Dass Zürchers „Mobbing Dick“ es 2019 letztlich von der Longlist des Deutschen Buchpreises gar nicht erst auf die Shortlist geschafft hat, lässt mich immer noch ein wenig grummeln, zählte jener Roman doch definitiv zu meinen damaligen Favoriten; freudig nahm ich zur Kenntnis, dass mit „Liebe Rock“ nun endlich ein weiterer Zürcher-Roman erschien: Ob dieser mich ähnlich begeistern können würde wie sein „Mobbing Dick“?
Definitiv!
„Mobbing Dick“ wirkte im Vergleich noch deutlich avantgardistischer, der Protagonist zwiespältiger – diese Aspekte kamen nun auch in „Liebe Rock“ zum Tragen, aber dieser Roman war nun auch direkter, weniger verklausuliert, „alltäglicher“… simpel gesagt: einfacher zu lesen und leichter verständlich. „Mobbing Dick“ war in meinen Augen eher sehr gen Literarischem geprägt, während ich „Liebe Rock“ nun eher als popkulturellen Gegenwartsroman bezeichnen würde.
Im Grunde genommen ist „Liebe Rock“ ein rasant erzählter Abschiedsbrief eines sich selbst überschätzenden Schulabbrechers und der formal dessen „Erfolgsroman“ entspricht, wobei jenes Buch im Grunde genommen von vornherein zum Scheitern verurteilt ist: es ist offensichtlich, dass der „Verlag“ ein Druckkostenzuschussverlag ist und der Verleger ein ziemliches Windei; so merkt man der Situation, als Timm tatsächlich letztlich doch sehr unerwartet Erfolg hat, doch auch die immense Fragilität an: Zum Einen stammen große Teile des Romans eben nicht aus Timms Feder und zum Anderen weiß man, dass er keinesfalls nachliefern können wird, was es noch tragischer wirken lässt, wie empört er darauf reagiert, nicht direkt auf Platz 1 der Bestsellerliste einzusteigen, um sich dauerhaft dort zu halten. Ihm erscheint es offensichtlich frevelhaft, dass andere (längst etablierte und weltberühmte) Autoren erfolgreicher sind als er – der seinen eigenen Roman mit heißer Nadel gestrickt hat und den er selbst nicht wirklich kapiert, da er mehr Bastel- als Schreibarbeit war. Dennoch ist er ebenso entrüstet darüber, dass ein erster Kritiker bemängelt, dass sein Debüt völlig unverständlich ist, wie es ihn aufbringt, dass seine Mitbewohner längst eine Art, wenn auch ziemlich loser, Beziehung führen, obschon er in Rock verliebt ist. Dabei lässt „Liebe Rock“ relativ offen, ob er wirklich in Rock verliebt ist - zumindest wirkte seine Schwärmerei häufig wie eine Trotzreaktion auf Marcs Verhältnis zu Rock.
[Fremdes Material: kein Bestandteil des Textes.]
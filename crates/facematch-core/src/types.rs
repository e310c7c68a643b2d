use serde::{Deserialize, Serialize};

/// Free-form record metadata, merged key-by-key on update.
pub type Metadata = serde_json::Map<String, serde_json::Value>;

/// Bounding box for a detected face, with optional facial landmarks.
#[derive(Debug, Clone, PartialEq, Serialize, Deserialize)]
pub struct BoundingBox {
    pub x: f32,
    pub y: f32,
    pub width: f32,
    pub height: f32,
    pub confidence: f32,
    /// Five-point facial landmarks: [left_eye, right_eye, nose, left_mouth, right_mouth].
    pub landmarks: Option<[(f32, f32); 5]>,
}

impl BoundingBox {
    /// Corner form `[x1, y1, x2, y2]`, rounded to whole pixels.
    ///
    /// Coordinates may be negative or exceed the image for faces cut by the border.
    pub fn corners(&self) -> [i32; 4] {
        [
            self.x.round() as i32,
            self.y.round() as i32,
            (self.x + self.width).round() as i32,
            (self.y + self.height).round() as i32,
        ]
    }

    pub fn area(&self) -> f32 {
        self.width.max(0.0) * self.height.max(0.0)
    }

    /// Intersection-over-Union with another box.
    pub fn iou(&self, other: &BoundingBox) -> f32 {
        let x1 = self.x.max(other.x);
        let y1 = self.y.max(other.y);
        let x2 = (self.x + self.width).min(other.x + other.width);
        let y2 = (self.y + self.height).min(other.y + other.height);

        let inter = (x2 - x1).max(0.0) * (y2 - y1).max(0.0);
        let union = self.area() + other.area() - inter;
        if union > 0.0 {
            inter / union
        } else {
            0.0
        }
    }
}

/// Face embedding vector (512-dimensional for ArcFace).
#[derive(Debug, Clone, PartialEq, Serialize, Deserialize)]
pub struct Embedding {
    pub values: Vec<f32>,
}

impl Embedding {
    pub fn new(values: Vec<f32>) -> Self {
        Self { values }
    }

    pub fn dim(&self) -> usize {
        self.values.len()
    }

    /// Euclidean (L2) distance to another embedding.
    ///
    /// Only the common prefix is compared; callers that care about
    /// dimension agreement go through [`crate::matching::compare`].
    pub fn euclidean_distance(&self, other: &Embedding) -> f32 {
        crate::matching::distance(&self.values, &other.values)
    }
}

/// One face found in an image: where it is and what it looks like.
#[derive(Debug, Clone, Serialize, Deserialize)]
pub struct Detection {
    pub bbox: BoundingBox,
    pub embedding: Embedding,
}

/// A registry hit for a query vector.
#[derive(Debug, Clone, PartialEq, Serialize, Deserialize)]
pub struct Match {
    pub record_id: u64,
    pub identity_id: i64,
    /// L2 distance to the query; smaller is more similar.
    pub distance: f32,
}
Generell ist Timm sehr in sich zurückgezogen; hier gibt es eigentlich gar kein weiteres Umfeld um ihn herum; er ist häufig in Selbstgesprächen bzw. „Unterhaltungen“ mit Hund und Katze gefangen, die ihn oftmals beruhigen und ihm noch häufiger Recht geben, auch in den Therapiestunden, zu denen er seinen Bruder begleitet, geht es letztlich vor Allem ums Timms innere Zerrissenheit – nicht zuletzt, da ich „Mobbing Dick“ kannte, schwante mir da ab ca. Seite 130 nun ein ganz bestimmter Plot Twist. Ich bin mir sehr sicher, dass ich „Liebe Rock“ nun wohl auch ganz anders, deutlich oberflächlicher, gelesen haben würde, hätte ich Zürchers letzten Roman noch nicht gekannt. Genossen hätte ich ihn trotzdem, aber wer „Liebe Rock“ nun als seinen ersten Zürcher liest, dem mag ich doch ans Herz legen, anschließend noch „Mobbing Dick“ zu lesen, denn auch wenn dies zwei völlig voneinander unabhängige Werke sind, ergibt sich daraus sicherlich noch ein etwas anderer Ausblick auf die „Liebe Rock“-Erzählung.
Insgesamt ist „Liebe Rock“ übrigens ein zeitgenössischer Roman, wie wir ihn auch in der 12. Klasse im Deutsch-LK hätten besprechen können – und den mein damaliger Kurs als Thema zweifelsohne geliebt haben würde. Ich erkenne hier durchaus Schullektüren-Klassikerpotential, ähnlich wie bei „Tschick“, „Die verlorene Ehre der Katharina Blum“ oder auch „Aus dem Leben eines Taugenichts“, denn ganz subtil klingt „Liebe Rock“ nun in einigen Szenen manchmal doch wie eine moderne Adaption von Letzterem an.